That might be helpful for us to understand when we read Ezekiel 28:11 on down because the King of Tyre and many of his people helped build God’s physical throne here on earth, His Temple. No other nation did so, not Egypt, not Babylon, not the Arameans or Assyrians, but these people of Tyre did help. In fact that Temple on occasion was called Lebanon. Even the Book of Isaiah called the Temple itself “Lebanon” because the cedar trees came from Lebanon. Many of the artisans that helped build the Temple were Tyrians. They were Gentiles, though many of them were circumcised. We know that there were Israelites mixing with the Tyrians up there, but it is most remarkable that the Bible says that the Temple would not have been built in its glory and sumptuousness if there had not been those artisans, those merchants, those craftsmen, that came from the city of Tyre to help build up the “sides of the north” here on this earth.

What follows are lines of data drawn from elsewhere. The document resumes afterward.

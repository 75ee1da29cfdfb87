// ==========================================
// SCM 推荐系统 - 排序简报
// ==========================================
// 职责: 流水线移交给报告生成方的结构化简报
// 生命周期: 每次运行生成一次，移交后即丢弃
// ==========================================

use crate::domain::metrics::{MetricSet, PriorityScore};
use crate::domain::types::{PriorityLevel, SkuErrorKind};
use chrono::{DateTime, Utc};
use serde::{Deserialize, Serialize};
use std::collections::BTreeMap;

/// 已评分的 SKU（排序前）
#[derive(Debug, Clone, PartialEq, Serialize, Deserialize)]
pub struct ScoredSku {
    pub sku: String,
    pub product_type: String,
    pub stock_level: i64,
    pub lead_time_days: f64,
    pub metrics: MetricSet,
    pub priority: PriorityScore,
}

/// 简报中的一条排序结果
#[derive(Debug, Clone, PartialEq, Serialize, Deserialize)]
pub struct RankedSku {
    /// 名次（从 1 开始）
    pub rank: usize,
    pub sku: String,
    pub product_type: String,
    pub stock_level: i64,
    pub lead_time_days: f64,
    pub metrics: MetricSet,
    pub priority: PriorityScore,
}

/// 被跳过的 SKU 及原因
#[derive(Debug, Clone, PartialEq, Eq, Serialize, Deserialize)]
pub struct SkippedSku {
    pub sku: String,
    pub kind: SkuErrorKind,
    pub message: String,
}

/// 简报统计
#[derive(Debug, Clone, PartialEq, Eq, Default, Serialize, Deserialize)]
pub struct BriefSummary {
    /// 查询返回的记录数
    pub fetched: usize,
    /// 评分成功数
    pub scored: usize,
    /// 跳过数
    pub skipped: usize,
    /// 经过过滤后进入简报的条数
    pub included: usize,
    /// 全部评分成功 SKU 的等级分布
    pub by_level: BTreeMap<PriorityLevel, usize>,
}

impl BriefSummary {
    pub fn count_of(&self, level: PriorityLevel) -> usize {
        self.by_level.get(&level).copied().unwrap_or(0)
    }
}

/// 排序简报
#[derive(Debug, Clone, PartialEq, Serialize, Deserialize)]
pub struct RankedBrief {
    pub run_id: String,
    pub generated_at: DateTime<Utc>,
    /// 按得分降序、SKU 升序排列
    pub entries: Vec<RankedSku>,
    pub skipped: Vec<SkippedSku>,
    pub summary: BriefSummary,
    /// 叙述段落句数提示
    pub narrative_sentences: u8,
}

impl RankedBrief {
    pub fn is_empty(&self) -> bool {
        self.entries.is_empty()
    }

    /// 某等级的条目
    pub fn entries_at(&self, level: PriorityLevel) -> impl Iterator<Item = &RankedSku> {
        self.entries
            .iter()
            .filter(move |e| e.priority.level == level)
    }
}
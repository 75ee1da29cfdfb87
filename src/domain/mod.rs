// ==========================================
// SCM 推荐系统 - 领域模型层
// ==========================================
// 职责: 定义 SKU 记录、指标、评分、简报等值对象
// 红线: 不含数据访问逻辑，不含计算逻辑
// ==========================================

pub mod brief;
pub mod metrics;
pub mod sku;
pub mod types;

// 重导出核心类型
pub use brief::{BriefSummary, RankedBrief, RankedSku, ScoredSku, SkippedSku};
pub use metrics::{MetricSet, PriorityScore, ScoreBreakdown};
pub use sku::{columns, SkuRecord};
pub use types::{PipelineStage, PriorityLevel, SkuErrorKind};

The first section is about this “Prince of Tyre.” Everyone accepts him as being a man. It is the King of Tyre that people do not want to be a man. They want him to be Satan the Devil. But this first individual, beginning with verse 2, the Prince of Tyre, everyone accepts as a man.

“Son of man [adam], say unto the prince of Tyrus, Thus says the Lord YHWH; Because your heart is lifted up, and you have said,

     ‘I am an El, I sit in the seat of Elohim, in the midst of the seas’;

yet you are a man [adam], and not El, though you set your heart as the heart of Elohim.”

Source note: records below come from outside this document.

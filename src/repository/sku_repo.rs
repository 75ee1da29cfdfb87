// ==========================================
// SCM 推荐系统 - SKU 数据仓储
// ==========================================
// 红线: Repository 不含业务逻辑，只负责只读数据访问
// 约束: 每次调用独立打开连接，任何退出路径上都会释放
// ==========================================

use crate::config::PipelineConfig;
use crate::db::{open_readonly_connection, DEFAULT_BUSY_TIMEOUT_MS};
use crate::domain::sku::{columns, SkuRecord};
use crate::perf::{install_sql_profile, SqlProfile};
use crate::repository::error::{RepositoryError, RepositoryResult};
use crate::repository::query::{build_filter_sql, check_read_only_prefix, validate_table_name, SkuFilter, SkuQuery};
use rusqlite::types::{Value, ValueRef};
use rusqlite::{params_from_iter, Row};
use std::collections::{BTreeMap, HashMap};
use tracing::{debug, instrument};

// ==========================================
// SkuSource - SKU 数据来源 Trait
// ==========================================
/// 编排器依赖的数据访问接口
///
/// 实现者: SkuRepository（SQLite 数据集）；测试中可替换为内存实现
pub trait SkuSource: Send + Sync {
    /// 执行只读查询，返回按查询顺序排列的 SKU 记录
    ///
    /// # 返回
    /// - Ok(Vec): 可能为空
    /// - Err: 查询错误（对整次运行致命）
    fn fetch(&self, query: &SkuQuery) -> RepositoryResult<Vec<SkuRecord>>;
}

// ==========================================
// SkuRepository - SKU 仓储
// ==========================================
#[derive(Debug, Clone)]
pub struct SkuRepository {
    db_path: String,
    table_name: String,
    busy_timeout_ms: u64,
    sql_profile: SqlProfile,
}

impl SkuRepository {
    /// 创建仓储实例（不立即打开连接）
    ///
    /// # 参数
    /// - db_path: 数据集文件路径
    /// - table_name: SKU 表名（普通标识符）
    pub fn new(db_path: &str, table_name: &str) -> RepositoryResult<Self> {
        validate_table_name(table_name)?;
        Ok(Self {
            db_path: db_path.to_string(),
            table_name: table_name.to_string(),
            busy_timeout_ms: DEFAULT_BUSY_TIMEOUT_MS,
            sql_profile: SqlProfile::disabled(),
        })
    }

    /// 按流水线配置创建
    pub fn from_config(config: &PipelineConfig) -> RepositoryResult<Self> {
        let mut repo = Self::new(&config.db_path, &config.table_name)?;
        repo.busy_timeout_ms = config.busy_timeout_ms;
        repo.sql_profile = SqlProfile {
            enabled: config.sql_profile,
            slow_ms: config.slow_sql_ms,
        };
        Ok(repo)
    }

    pub fn db_path(&self) -> &str {
        &self.db_path
    }

    pub fn table_name(&self) -> &str {
        &self.table_name
    }

    /// 按结构化过滤条件查询
    pub fn find_by_filter(&self, filter: &SkuFilter) -> RepositoryResult<Vec<SkuRecord>> {
        let (sql, params) = build_filter_sql(&self.table_name, filter)?;
        self.run_query(&sql, &params)
    }

    /// 执行原始只读 SQL
    pub fn find_by_sql(&self, sql: &str) -> RepositoryResult<Vec<SkuRecord>> {
        check_read_only_prefix(sql)?;
        self.run_query(sql, &[])
    }

    #[instrument(skip(self, params), fields(db_path = %self.db_path))]
    fn run_query(&self, sql: &str, params: &[Value]) -> RepositoryResult<Vec<SkuRecord>> {
        let mut conn = open_readonly_connection(&self.db_path, self.busy_timeout_ms)
            .map_err(|e| RepositoryError::DatabaseConnectionError(format!("{}: {}", self.db_path, e)))?;
        install_sql_profile(&mut conn, self.sql_profile);

        let mut stmt = conn.prepare(sql)?;
        if !stmt.readonly() {
            return Err(RepositoryError::UnsupportedOperation(
                "语句会修改数据集".to_string(),
            ));
        }

        let column_names: Vec<String> = stmt
            .column_names()
            .into_iter()
            .map(|name| name.to_string())
            .collect();
        let mapper = RowMapper::new(&column_names)?;

        let mut rows = stmt.query(params_from_iter(params.iter()))?;
        let mut records = Vec::new();
        while let Some(row) = rows.next()? {
            records.push(mapper.map_row(row, records.len())?);
        }

        debug!(rows = records.len(), "SKU 查询完成");
        Ok(records)
    }
}

impl SkuSource for SkuRepository {
    fn fetch(&self, query: &SkuQuery) -> RepositoryResult<Vec<SkuRecord>> {
        match query {
            SkuQuery::Filter(filter) => self.find_by_filter(filter),
            SkuQuery::Sql(sql) => self.find_by_sql(sql),
        }
    }
}

// ==========================================
// RowMapper - 行到 SkuRecord 的映射
// ==========================================
// 列名大小写不敏感；必需列缺失在取第一行之前就报错
struct RowMapper {
    sku: usize,
    product_type: usize,
    price: usize,
    availability: usize,
    units_sold: usize,
    revenue: usize,
    stock_level: usize,
    lead_time_days: usize,
    extra: Vec<(usize, String)>,
}

impl RowMapper {
    fn new(column_names: &[String]) -> RepositoryResult<Self> {
        let index: HashMap<String, usize> = column_names
            .iter()
            .enumerate()
            .map(|(i, name)| (name.to_lowercase(), i))
            .collect();

        let find = |column: &str| -> RepositoryResult<usize> {
            index
                .get(&column.to_lowercase())
                .copied()
                .ok_or_else(|| RepositoryError::MissingColumn {
                    column: column.to_string(),
                })
        };

        let required: Vec<String> = columns::REQUIRED.iter().map(|c| c.to_lowercase()).collect();
        let extra = column_names
            .iter()
            .enumerate()
            .filter(|(_, name)| !required.contains(&name.to_lowercase()))
            .map(|(i, name)| (i, name.clone()))
            .collect();

        Ok(Self {
            sku: find(columns::SKU)?,
            product_type: find(columns::PRODUCT_TYPE)?,
            price: find(columns::PRICE)?,
            availability: find(columns::AVAILABILITY)?,
            units_sold: find(columns::UNITS_SOLD)?,
            revenue: find(columns::REVENUE)?,
            stock_level: find(columns::STOCK_LEVEL)?,
            lead_time_days: find(columns::LEAD_TIME_DAYS)?,
            extra,
        })
    }

    fn map_row(&self, row: &Row<'_>, row_no: usize) -> RepositoryResult<SkuRecord> {
        let mut extra = BTreeMap::new();
        for (idx, name) in &self.extra {
            extra.insert(name.clone(), to_json(row.get_ref(*idx)?));
        }

        Ok(SkuRecord {
            sku: read_text(row, self.sku, columns::SKU, row_no)?,
            product_type: read_text(row, self.product_type, columns::PRODUCT_TYPE, row_no)?,
            price: read_real(row, self.price, columns::PRICE, row_no)?,
            availability: read_integer(row, self.availability, columns::AVAILABILITY, row_no)?,
            units_sold: read_integer(row, self.units_sold, columns::UNITS_SOLD, row_no)?,
            revenue: read_real(row, self.revenue, columns::REVENUE, row_no)?,
            stock_level: read_integer(row, self.stock_level, columns::STOCK_LEVEL, row_no)?,
            lead_time_days: read_real(row, self.lead_time_days, columns::LEAD_TIME_DAYS, row_no)?,
            extra,
        })
    }
}

fn mismatch(column: &str, row_no: usize, message: String) -> RepositoryError {
    RepositoryError::ColumnTypeMismatch {
        column: column.to_string(),
        row: row_no,
        message,
    }
}

fn describe(value: ValueRef<'_>) -> &'static str {
    match value {
        ValueRef::Null => "NULL",
        ValueRef::Integer(_) => "INTEGER",
        ValueRef::Real(_) => "REAL",
        ValueRef::Text(_) => "TEXT",
        ValueRef::Blob(_) => "BLOB",
    }
}

fn read_text(row: &Row<'_>, idx: usize, column: &str, row_no: usize) -> RepositoryResult<String> {
    match row.get_ref(idx)? {
        ValueRef::Text(bytes) => String::from_utf8(bytes.to_vec())
            .map_err(|e| mismatch(column, row_no, format!("非 UTF-8 文本: {}", e))),
        // 数值型 SKU 编号按文本处理
        ValueRef::Integer(i) => Ok(i.to_string()),
        other => Err(mismatch(column, row_no, format!("期望 TEXT，实际 {}", describe(other)))),
    }
}

fn read_real(row: &Row<'_>, idx: usize, column: &str, row_no: usize) -> RepositoryResult<f64> {
    match row.get_ref(idx)? {
        ValueRef::Real(f) => Ok(f),
        ValueRef::Integer(i) => Ok(i as f64),
        other => Err(mismatch(column, row_no, format!("期望数值，实际 {}", describe(other)))),
    }
}

fn read_integer(row: &Row<'_>, idx: usize, column: &str, row_no: usize) -> RepositoryResult<i64> {
    match row.get_ref(idx)? {
        ValueRef::Integer(i) => Ok(i),
        // CSV 导入的整数列常被存为 REAL，仅接受整值
        ValueRef::Real(f) if f.is_finite() && f.fract() == 0.0 && f.abs() < i64::MAX as f64 => {
            Ok(f as i64)
        }
        ValueRef::Real(f) => Err(mismatch(column, row_no, format!("期望整数，实际 {}", f))),
        other => Err(mismatch(column, row_no, format!("期望整数，实际 {}", describe(other)))),
    }
}

fn to_json(value: ValueRef<'_>) -> serde_json::Value {
    match value {
        ValueRef::Null => serde_json::Value::Null,
        ValueRef::Integer(i) => serde_json::Value::from(i),
        ValueRef::Real(f) => serde_json::Number::from_f64(f)
            .map(serde_json::Value::Number)
            .unwrap_or(serde_json::Value::Null),
        ValueRef::Text(bytes) => serde_json::Value::String(String::from_utf8_lossy(bytes).into_owned()),
        ValueRef::Blob(bytes) => serde_json::Value::from(bytes.to_vec()),
    }
}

He is talking about the literal prince of Tyre back there at the time of Ezekiel. It was becoming a fad, a fashion, for leaders at that time, particularly in the Middle East, to call themselves gods while they yet lived. Pharaoh Nephthys of Egypt called himself a god. This man here called himself a god. The Babylonians were also calling themselves god in the flesh. It was later taken up by the Greeks and the Romans, and they began to call themselves gods in the flesh, etc. This Prince of Tyre called himself god (El) sitting “in the midst of the seas.” He was in his island empire:

“With your wisdom and with your understanding you have gotten you riches, and have gotten gold and silver into your treasures: By your great wisdom and by your traffick have you increased your riches.”

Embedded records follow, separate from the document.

// ==========================================
// SCM 推荐系统 - 领域类型定义
// ==========================================
// 职责: 优先级等级、跳过原因、流水线阶段等枚举
// 序列化格式: SCREAMING_SNAKE_CASE (与报告/导出一致)
// ==========================================

use serde::{Deserialize, Serialize};
use std::fmt;
use std::str::FromStr;

// ==========================================
// 优先级等级 (Priority Level)
// ==========================================
// 顺序: Low < Medium < High < Critical
#[derive(Debug, Clone, Copy, PartialEq, Eq, PartialOrd, Ord, Hash, Serialize, Deserialize)]
#[serde(rename_all = "SCREAMING_SNAKE_CASE")]
pub enum PriorityLevel {
    Low,      // 低
    Medium,   // 中
    High,     // 高
    Critical, // 紧急
}

impl PriorityLevel {
    /// 由综合得分判定等级
    ///
    /// 阈值: >70 CRITICAL, >50 HIGH, >30 MEDIUM, 其余 LOW
    pub fn from_score(score: f64) -> Self {
        if score > 70.0 {
            PriorityLevel::Critical
        } else if score > 50.0 {
            PriorityLevel::High
        } else if score > 30.0 {
            PriorityLevel::Medium
        } else {
            PriorityLevel::Low
        }
    }

    pub fn as_str(&self) -> &'static str {
        match self {
            PriorityLevel::Low => "LOW",
            PriorityLevel::Medium => "MEDIUM",
            PriorityLevel::High => "HIGH",
            PriorityLevel::Critical => "CRITICAL",
        }
    }

    /// 全部等级（从高到低）
    pub fn all_desc() -> [PriorityLevel; 4] {
        [
            PriorityLevel::Critical,
            PriorityLevel::High,
            PriorityLevel::Medium,
            PriorityLevel::Low,
        ]
    }
}

impl fmt::Display for PriorityLevel {
    fn fmt(&self, f: &mut fmt::Formatter<'_>) -> fmt::Result {
        write!(f, "{}", self.as_str())
    }
}

impl FromStr for PriorityLevel {
    type Err = String;

    fn from_str(s: &str) -> Result<Self, Self::Err> {
        match s.trim().to_uppercase().as_str() {
            "LOW" => Ok(PriorityLevel::Low),
            "MEDIUM" => Ok(PriorityLevel::Medium),
            "HIGH" => Ok(PriorityLevel::High),
            "CRITICAL" => Ok(PriorityLevel::Critical),
            other => Err(format!("未知的优先级等级: {}", other)),
        }
    }
}

// ==========================================
// 单 SKU 失败类型 (SKU Error Kind)
// ==========================================
// 机器可读的跳过原因，随跳过清单一起返回给调用方
#[derive(Debug, Clone, Copy, PartialEq, Eq, Hash, Serialize, Deserialize)]
#[serde(rename_all = "SCREAMING_SNAKE_CASE")]
pub enum SkuErrorKind {
    DivisionByZero, // 除零（库存或销量为 0）
    InvalidInput,   // 输入越界（负数/非有限值）
}

impl fmt::Display for SkuErrorKind {
    fn fmt(&self, f: &mut fmt::Formatter<'_>) -> fmt::Result {
        match self {
            SkuErrorKind::DivisionByZero => write!(f, "DIVISION_BY_ZERO"),
            SkuErrorKind::InvalidInput => write!(f, "INVALID_INPUT"),
        }
    }
}

// ==========================================
// 流水线阶段 (Pipeline Stage)
// ==========================================
// FETCHING → SCORING → RANKING → HANDOFF → DONE
// FAILED 只能由 FETCHING 进入
#[derive(Debug, Clone, Copy, PartialEq, Eq, Hash, Serialize, Deserialize)]
#[serde(rename_all = "SCREAMING_SNAKE_CASE")]
pub enum PipelineStage {
    Fetching,
    Scoring,
    Ranking,
    Handoff,
    Done,
    Failed,
}

impl PipelineStage {
    /// 判断阶段转换是否合法
    pub fn can_transition_to(&self, next: PipelineStage) -> bool {
        use PipelineStage::*;

        matches!(
            (self, next),
            (Fetching, Scoring)
                | (Fetching, Failed)
                | (Scoring, Ranking)
                | (Ranking, Handoff)
                | (Handoff, Done)
        )
    }

    pub fn is_terminal(&self) -> bool {
        matches!(self, PipelineStage::Done | PipelineStage::Failed)
    }
}

impl fmt::Display for PipelineStage {
    fn fmt(&self, f: &mut fmt::Formatter<'_>) -> fmt::Result {
        match self {
            PipelineStage::Fetching => write!(f, "FETCHING"),
            PipelineStage::Scoring => write!(f, "SCORING"),
            PipelineStage::Ranking => write!(f, "RANKING"),
            PipelineStage::Handoff => write!(f, "HANDOFF"),
            PipelineStage::Done => write!(f, "DONE"),
            PipelineStage::Failed => write!(f, "FAILED"),
        }
    }
}

#[cfg(test)]
mod tests {
    use super::*;

    #[test]
    fn test_level_thresholds() {
        assert_eq!(PriorityLevel::from_score(70.01), PriorityLevel::Critical);
        assert_eq!(PriorityLevel::from_score(70.0), PriorityLevel::High);
        assert_eq!(PriorityLevel::from_score(50.0), PriorityLevel::Medium);
        assert_eq!(PriorityLevel::from_score(30.01), PriorityLevel::Medium);
        assert_eq!(PriorityLevel::from_score(30.0), PriorityLevel::Low);
        assert_eq!(PriorityLevel::from_score(0.0), PriorityLevel::Low);
    }

    #[test]
    fn test_level_parse_and_order() {
        assert_eq!("critical".parse::<PriorityLevel>(), Ok(PriorityLevel::Critical));
        assert_eq!(" High ".parse::<PriorityLevel>(), Ok(PriorityLevel::High));
        assert!("URGENT".parse::<PriorityLevel>().is_err());
        assert!(PriorityLevel::Critical > PriorityLevel::High);
        assert!(PriorityLevel::Medium > PriorityLevel::Low);
    }

    #[test]
    fn test_stage_transitions() {
        use PipelineStage::*;

        assert!(Fetching.can_transition_to(Scoring));
        assert!(Fetching.can_transition_to(Failed));
        assert!(Handoff.can_transition_to(Done));
        // FAILED 只能由 FETCHING 进入
        assert!(!Scoring.can_transition_to(Failed));
        assert!(!Handoff.can_transition_to(Failed));
        assert!(!Scoring.can_transition_to(Handoff));
        assert!(!Done.can_transition_to(Fetching));
        assert!(Done.is_terminal());
        assert!(Failed.is_terminal());
    }

    #[test]
    fn test_error_kind_serialization() {
        let json = serde_json::to_string(&SkuErrorKind::DivisionByZero).unwrap();
        assert_eq!(json, "\"DIVISION_BY_ZERO\"");
        assert_eq!(SkuErrorKind::InvalidInput.to_string(), "INVALID_INPUT");
    }
}
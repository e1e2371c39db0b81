//! Dashboard widgets.

use actix_web::{HttpResponse, web};

use inkpost_shared::ApiResponse;

use crate::middleware::auth::Identity;
use crate::middleware::error::AppResult;
use crate::state::AppState;

/// GET /admin/widgets/blog-post-overview
pub async fn blog_post_overview(
    state: web::Data<AppState>,
    _identity: Identity,
) -> AppResult<HttpResponse> {
    let stats = state.overview.stats().await?;
    Ok(HttpResponse::Ok().json(ApiResponse::ok(stats)))
}
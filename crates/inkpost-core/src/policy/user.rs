use super::{Ability, Policy};
use crate::domain::User;

/// User account access.
///
/// Defines no `ViewAny`, so listing users is denied to everyone.
#[derive(Debug, Clone, Copy, Default)]
pub struct UserPolicy;

impl Policy for UserPolicy {
    type Subject = User;

    const SUBJECT: &'static str = "user";

    fn permission_for(&self, ability: Ability) -> Option<&'static str> {
        match ability {
            Ability::ViewAny => None,
            Ability::View => Some("view users"),
            Ability::Create => Some("create users"),
            Ability::Update => Some("edit users"),
            Ability::Delete => Some("delete users"),
            Ability::Restore => Some("restore users"),
        }
    }
}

“Traffick” refers to trade throughout the Mediterranean. That is how they got the riches. Tyre was the jewel of the Mediterranean and Near East. It was the emporium of the east, the market center for the Babylonians, for the Assyrians, for the Egyptians, for the Israelites. Tyre was the center of trade in the ancient world. This Tyrian prince was calling himself like god. He will be brought down. That is what Ezekiel was saying, to:

“… die the deaths of the uncircumcised by the hand of strangers: for I have spoken it, says the Lord YHWH.”

Up to this point everyone accepts that this is a man. Let us go on.

“Moreover the word of YHWH came unto me, saying, ‘Son of man, take up a lamentation upon the king of Tyrus.’”

A distinction is made here by some. They say that the first one in verse 2 is a “prince.” This one here is a “king.” There must be a difference. There is a difference between the word “king” and “prince” when you really look at it. But I want to ask you this question, in the time of Solomon when he went up to a man named Hiram and got his craftsmen to come down and help build the Temple, the Bible calls that Hiram by what term? Does he call him a “prince” or does he call him a “king”? He is called King Hiram. This king here is a man. He has called himself as being like God. He wants to ascend also up to the heights like God. But it is a man being talked of here. 13

“Son of man, take up a lamentation upon the king of Tyrus, and say unto him, ‘Thus says the Lord YHWH; you seal up the sum, full of wisdom, and perfect in beauty.’”

What does it say back in verse 28:4: With your wisdom and with your understanding you have gotten you riches.” Even the prince of Tyre had wisdom. Now he calls him the King of Tyre. “You have been in Eden the garden [paradise] of God” (Ezekiel 28:13). The garden means in paradise, something that would be just beautiful and wonderful, a paradise here on earth. Of course we think of Eden back in the time of Adam and Eve. That is true. Or, we think of the heavenly Eden. I suppose you would say that was true also.

But what was this Prince of Tyre (who later became king) calling himself? He was calling himself God (El) in the flesh. So Ezekiel is using the language, you have been in beauty, you have been in Eden, yes, you have really been living it up.

“every precious stone was your covering, the sardius, topaz, and the diamond, the beryl, the onyx, and the jasper, the sapphire, the emerald, and the carbuncle, and gold: the workmanship of your tabrets [a musical instrument, a tamborine] and of your pipes was prepared in you in the day that you were created. You are the anointed cherub that covers.”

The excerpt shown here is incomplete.